Most delivery problems trace back to a Write node. Nuke Studio Hub parses every Write in your .nk and checks its output path and file name against the rules your studio actually uses.
The problems it catches
- Wrong output folder. A Write pointing at a scratch folder, a local drive, or the wrong shot - not the delivery path.
- Missing version tokens. A hard-coded
v01that never increments, so two renders overwrite each other or the version does not match the script. - Inconsistent render names. Some Writes follow the convention and some do not, so the delivery is a mix of naming styles.
- Client handoff errors. File names that will not match what finals or the client expect, causing a re-deliver.
Before and after
A Write that will bite you:
/Users/me/Desktop/renders/comp.####.exr
The same Write, convention-clean, with a shot, version and padded frames on the delivery path:
$JOB/renders/SHOT010_comp_v012.####.exr
The checker flags the first and shows you exactly which rule it breaks, so fixing it is a decision, not a hunt.
Check them all at once
Nuke scripts can have dozens of Write nodes across a comp. Eyeballing each one is slow and easy to get wrong. Nuke Studio Hub lists every Write, its path, and any naming or version issue in a single report you can export to CSV or PDF and hand to the next artist. Pair it with the Read-media checker and the handoff checklist for a full pre-delivery pass.
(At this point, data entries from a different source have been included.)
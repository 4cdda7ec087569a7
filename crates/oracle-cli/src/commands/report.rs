// crates/oracle-cli/src/commands/report.rs
// ============================================================================
// Module: `report` Command
// Description: Computes a scorecard and writes it under the reports
//              directory in one or both serialized forms.
// Purpose: The CLI's entry point onto `oracle-reporter::generate_report`.
// Dependencies: oracle-baseline, oracle-catalog, oracle-ledger,
//               oracle-reporter, oracle-scorer
// ============================================================================

use oracle_baseline::BaselineConfig;
use oracle_core::ResolutionMode;
use oracle_ledger::Ledger;
use oracle_reporter::ScorecardMetadata;

use crate::cli::Cli;
use crate::cli::ReportArgs;
use crate::error::CliResult;
use crate::io::print_line;

/// Every resolution mode, the scope a report's primary accuracy figures
/// cover.
const ALL_MODES: [ResolutionMode; 3] =
    [ResolutionMode::ExternalAuto, ResolutionMode::ExternalManual, ResolutionMode::ClaimsInferred];

/// Runs the `report` subcommand.
///
/// # Errors
///
/// Returns [`crate::error::CliError`] if the catalog, ledger, or baseline
/// config cannot be read, scoring fails, or the report cannot be written.
pub fn run(cli: &Cli, args: &ReportArgs) -> CliResult<()> {
    let catalog = oracle_catalog::load_catalog(&cli.catalog)?;
    let ledger = Ledger::new(&cli.ledger_dir);
    let baseline_config = if cli.baseline_config.exists() {
        oracle_baseline::load_baseline_config(&cli.baseline_config)?
    } else {
        BaselineConfig::default()
    };
    let now = time::OffsetDateTime::now_utc();

    let forecasts = ledger.get_forecasts()?;
    let resolutions = ledger.get_resolutions()?;
    let corrections = ledger.get_corrections()?;

    let scorecard = oracle_scorer::compute_scores(
        &catalog,
        &forecasts,
        &resolutions,
        &corrections,
        &baseline_config,
        &ALL_MODES,
        args.event_id.as_deref(),
        args.horizon,
        now,
    )?;

    let metadata = ScorecardMetadata {
        event_id_filter: args.event_id.clone(),
        horizon_filter: args.horizon,
        mode_filter: vec![
            "external_auto".to_string(),
            "external_manual".to_string(),
            "claims_inferred".to_string(),
        ],
    };

    let written = oracle_reporter::generate_report(
        &scorecard,
        &metadata,
        now,
        &cli.reports_dir,
        args.format.to_output_format(),
    )?;

    if let Some(path) = &written.json_path {
        print_line(&format!("report: wrote {}", path.display()))?;
    }
    if let Some(path) = &written.md_path {
        print_line(&format!("report: wrote {}", path.display()))?;
    }

    Ok(())
}
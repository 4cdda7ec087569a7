// crates/oracle-scorer/src/baseline_walk.rs
// ============================================================================
// Module: Baseline Walk
// Description: Walk-forward Brier scoring of a naive baseline against its
//              own resolution history.
// Purpose: `climatology_brier`/`persistence_brier` and their multinomial
//          counterparts are the same algorithm: for every known-outcome
//          resolution of an event/horizon, rebuild the no-lookahead history
//          as of that resolution (excluding the resolution itself) and score
//          the resulting baseline distribution against what actually
//          happened. Binary Brier is the `outcomes = ["YES", "NO"]` case of
//          multinomial Brier, normalized to `[0, 1]`, so one walk serves
//          both `binary` and `multinomial`.
// Dependencies: oracle-baseline, oracle-core, oracle-ledger
// ============================================================================

use oracle_baseline::BaselineConfig;
use oracle_baseline::BaselineError;
use oracle_baseline::HistoryIndex;
use oracle_core::UNKNOWN_OUTCOME;
use oracle_ledger::CorrectionRecord;
use oracle_ledger::ResolutionRecord;

/// Which naive baseline to walk forward.
#[derive(Debug, Clone, Copy, PartialEq, Eq)]
pub enum BaselineKind {
    /// Dirichlet/Laplace-smoothed climatology.
    Climatology,
    /// Stickiness-decayed persistence of the last known outcome.
    Persistence,
}

/// Walks every known-outcome resolution of `(event_id, horizon_days)` in
/// `target_date_utc` order, rebuilding a lookahead-safe history index as of
/// each resolution's `resolved_at_utc` (excluding that resolution itself),
/// and scores the resulting baseline distribution over `outcomes` against
/// the actual outcome.
///
/// Returns the mean normalized Brier score (raw multinomial Brier divided by
/// 2, landing in `[0, 1]`; for `outcomes = ["YES", "NO"]` this is
/// numerically identical to the standard binary Brier score) along with how
/// many resolutions were scored. Returns `(None, 0)` if no resolution for
/// this event/horizon has a known outcome.
///
/// # Errors
///
/// Returns [`BaselineError`] if a resolved timestamp on the record being
/// scored fails to parse; malformed timestamps on *other* history records
/// are tallied as history-index exclusions rather than propagated.
pub fn walk_baseline_brier(
    resolutions: &[ResolutionRecord],
    corrections: &[CorrectionRecord],
    config: &BaselineConfig,
    event_id: &str,
    horizon_days: u32,
    outcomes: &[String],
    kind: BaselineKind,
) -> Result<(Option<f64>, usize), BaselineError> {
    let corrected = oracle_ledger::apply_corrections(resolutions.to_vec(), corrections);

    let mut scored: Vec<&ResolutionRecord> = corrected
        .iter()
        .filter(|r| r.event_id == event_id)
        .filter(|r| r.horizon_days == horizon_days)
        .filter(|r| r.resolved_outcome != UNKNOWN_OUTCOME)
        .collect();
    scored.sort_by(|a, b| a.target_date_utc.cmp(&b.target_date_utc));

    if scored.is_empty() {
        return Ok((None, 0));
    }

    let event_config = oracle_baseline::get_event_config(config, event_id);
    let mut total = 0.0;
    let mut n = 0_usize;

    for record in &scored {
        let as_of = oracle_core::parse_utc(&record.resolved_at_utc)?;
        let history_source: Vec<ResolutionRecord> = corrected
            .iter()
            .filter(|r| r.resolution_id != record.resolution_id)
            .cloned()
            .collect();
        let index: HistoryIndex =
            oracle_baseline::build_history_index(&history_source, &[], config, as_of)?;
        let group = index.get(event_id, horizon_days);

        let distribution = match kind {
            BaselineKind::Climatology => {
                oracle_baseline::compute_climatology_distribution(group, outcomes, &event_config)
            }
            BaselineKind::Persistence => {
                oracle_baseline::compute_persistence_distribution(group, outcomes, &event_config)
            }
        };

        let raw: f64 = outcomes
            .iter()
            .map(|outcome| {
                let p = distribution.get(outcome).copied().unwrap_or(0.0);
                let o = if outcome == &record.resolved_outcome { 1.0 } else { 0.0 };
                (p - o).powi(2)
            })
            .sum();
        total += raw / 2.0;
        n += 1;
    }

    Ok((Some(total / n as f64), n))
}

#[cfg(test)]
mod tests {
    #![allow(
        clippy::unwrap_used,
        clippy::expect_used,
        clippy::panic,
        reason = "test-only assertions"
    )]
    use super::*;

    fn resolution(target_date: &str, resolved_at: &str, outcome: &str) -> ResolutionRecord {
        ResolutionRecord {
            resolution_id: format!("res_{target_date}"),
            forecast_id: format!("fcst_{target_date}"),
            event_id: "evt_a".to_string(),
            horizon_days: 7,
            target_date_utc: target_date.to_string(),
            resolved_outcome: outcome.to_string(),
            resolved_value: None,
            resolved_at_utc: resolved_at.to_string(),
            resolution_mode: oracle_core::ResolutionMode::ExternalAuto,
            reason_code: None,
            unknown_reason: None,
            run_id: None,
            resolution_manifest_id: None,
            rule_applied: None,
            evidence_refs: Vec::new(),
            evidence_hashes: Vec::new(),
            resolved_by: "oracle_resolver_v2".to_string(),
        }
    }

    #[test]
    fn no_history_returns_none() {
        let config = BaselineConfig::default();
        let (brier, n) = walk_baseline_brier(
            &[],
            &[],
            &config,
            "evt_a",
            7,
            &["YES".to_string(), "NO".to_string()],
            BaselineKind::Climatology,
        )
        .unwrap();
        assert_eq!(brier, None);
        assert_eq!(n, 0);
    }

    #[test]
    fn walk_scores_every_known_resolution_against_prior_history() {
        let mut resolutions = Vec::new();
        for day in 1 ..= 30 {
            resolutions.push(resolution(
                &format!("2026-01-{day:02}"),
                &format!("2026-01-{day:02}T00:00:00Z"),
                "YES",
            ));
        }
        let config = BaselineConfig::default();
        let (brier, n) = walk_baseline_brier(
            &resolutions,
            &[],
            &config,
            "evt_a",
            7,
            &["YES".to_string(), "NO".to_string()],
            BaselineKind::Climatology,
        )
        .unwrap();
        assert_eq!(n, 30);
        assert!(brier.unwrap() < 0.25);
    }

    #[test]
    fn unrelated_event_does_not_contribute() {
        let resolutions = vec![resolution("2026-01-01", "2026-01-01T00:00:00Z", "YES")];
        let config = BaselineConfig::default();
        let (brier, n) = walk_baseline_brier(
            &resolutions,
            &[],
            &config,
            "evt_b",
            7,
            &["YES".to_string(), "NO".to_string()],
            BaselineKind::Climatology,
        )
        .unwrap();
        assert_eq!(brier, None);
        assert_eq!(n, 0);
    }
}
Frequently asked questions
Can it enforce our studio naming convention?
Yes. The checker compares each Write node against a naming convention so it flags exactly which nodes and rules are out of line.
Does it catch missing version tokens?
Yes. It flags Write nodes with no version token or a hard-coded version that will not increment between renders.
Do I need Nuke open to check Write nodes?
No. It parses the .nk script text in your browser, so you can audit Write nodes without launching Nuke.